Par Ruben Curiel, à Santiago de Chile
4 minutes
L’Uruguay ou le football de survie

Privé de son meilleur élément, l'Uruguay s'est présenté au Chili avec un football attentiste, voire ennuyant. Pourtant, le petit pays de trois millions d'habitants est en quarts de finale – face à l'hôte de la compétition – et peut rêver d'une seizième couronne. La force du football « amer » ?
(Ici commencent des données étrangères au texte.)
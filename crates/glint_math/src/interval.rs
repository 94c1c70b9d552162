/// Closed scalar range `[min, max]`.
///
/// Used both as the valid parameter window of a ray and as the extent of a
/// bounding box along one axis. An interval with `min > max` contains nothing.
#[derive(Debug, Clone, Copy, PartialEq)]
pub struct Interval {
    pub min: f32,
    pub max: f32,
}

impl Interval {
    /// An empty interval (min > max, contains nothing).
    pub const EMPTY: Interval = Interval {
        min: f32::INFINITY,
        max: f32::NEG_INFINITY,
    };

    /// A universe interval (contains everything).
    pub const UNIVERSE: Interval = Interval {
        min: f32::NEG_INFINITY,
        max: f32::INFINITY,
    };

    /// Create a new interval given min and max values.
    pub const fn new(min: f32, max: f32) -> Self {
        Self { min, max }
    }

    /// Returns the size of the interval (max - min).
    pub fn size(&self) -> f32 {
        self.max - self.min
    }

    /// True when no value lies in the interval.
    pub fn is_empty(&self) -> bool {
        self.min > self.max
    }

    /// Returns true if x is within the interval [min, max] (inclusive).
    pub fn contains(&self, x: f32) -> bool {
        self.min <= x && x <= self.max
    }

    /// Returns true if x is strictly within the interval (min, max) (exclusive).
    pub fn surrounds(&self, x: f32) -> bool {
        self.min < x && x < self.max
    }

    /// Returns true if `other` lies entirely inside this interval.
    pub fn encloses(&self, other: &Interval) -> bool {
        self.min <= other.min && other.max <= self.max
    }

    /// Clamps x to be within the interval [min, max].
    pub fn clamp(&self, x: f32) -> f32 {
        x.clamp(self.min, self.max)
    }

    /// Widens the interval by `delta / 2` on each side.
    pub fn expand(&self, delta: f32) -> Interval {
        let padding = delta / 2.0;
        Interval::new(self.min - padding, self.max + padding)
    }

    /// Shifts both ends by a scalar displacement.
    pub fn offset(&self, displacement: f32) -> Interval {
        Interval::new(self.min + displacement, self.max + displacement)
    }

    /// Smallest interval enclosing both `a` and `b`.
    pub fn surrounding(a: &Interval, b: &Interval) -> Interval {
        Interval::new(a.min.min(b.min), a.max.max(b.max))
    }
}

impl Default for Interval {
    fn default() -> Self {
        Self::EMPTY
    }
}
Héctor Scarone et ses innombrables buts. Obdulio Varela et son autorité. Pedro Rocha, buteur aux quatre participations en Coupe du monde d’affilée. Enzo Francescoli, dessinant des arabesques avec le cuir. Álvaro Recoba, son pied gauche et ses coups francs. Diego Forlán et son élégance. Sebastián Abreu et sa folie. Luis Suárez et son excessive avidité. Ces hommes ont démontré (et démontrent encore pour certains) que le football uruguayen ne peut être réduit à l’expression de la « garra charrúa » , la hargne éternelle attribuée à la sélection céleste. Mais sans Luis Suárez, l’équipe entraînée par le maestro Tabárez semble atone, incapable de rayonner. Pourtant, le petit pays coincé entre deux géants du football mondial est qualifié en quarts de finale, et devrait poser une montagne de problèmes au Chili, fervent adepte de l’esthétique et de la possession. Une opposition de style qui aurait ravi Eduardo Galeano, écrivain uruguayen décédé il y a deux mois, et auteur du livre El fútbol a sol y sombra.

L’antithèse de Galeano

Dans cette déclaration d’amour au football, Galeano écrit : « Les années ont passé, et j’ai fini par assumer mon identité : je ne suis rien d’autre qu’un mendiant du beau football. Je parcours le monde et dans les stades, je supplie : « Une belle action, pour l’amour de Dieu. » Et quand le beau football se produit, je remercie le miracle, peu importe le pays ou le club qui me l’offre. » Aujourd’hui, le football proposé par l’Uruguay est l’antithèse parfaite de celui défendu par l’un des plus grands auteurs latino-américains du siècle. Face à la faible Jamaïque, l’Uruguay s’est longtemps heurté à un bloc similaire au leur (avec un certain talent en moins). Contre l’Argentine, les joueurs menés par l’adorateur du combat qu’est Diego Godín ont déçu. Le tant attendu Clásico du Río de la Plata a été débloqué par une anticipation d’Agüero. Enfin, face à des Paraguayens à la philosophie similaire, l’Uruguay semble s’être disputé avec son frère. Acolytes d’un football où le coup de pied arrêté est la ressource principale pour déverrouiller un match, les deux équipes ont offert une succession d’actions infructueuses. Charrúas et Guaranís ont justifié les vers d’Eduardo Galeano, critique d’ « un football de vitesse pure et de force, qui renonce à la joie, atrophie la fantaisie et interdit l’audace » . Pourtant, l’histoire et le destin prouvent que l’Uruguay peut produire ce football de survie. En quart de finale, la sélection d’Edinson Cavani (pour l’instant muet) affrontera le peuple chilien. Une raison de plus pour Tabárez de placer ses soldats sur la défensive. Car c’est souvent dans l’adversité que son équipe se sublime. Les Argentins, qui ont dû observer les « provinciaux » soulever la dernière Copa América chez eux, peuvent en témoigner. Le Chili va donc devoir affronter une équipe regroupée, dans un match placé sous le signe de l’antagonisme. Ce match, qui sera sans doute la plus compliquée des oppositions tactiques de cette compétition, offrira un duel entre Valdivia, un milieu obsédé par la création, et la paire de milieux défensifs chargés de l’empêcher que sont Arévalo et González.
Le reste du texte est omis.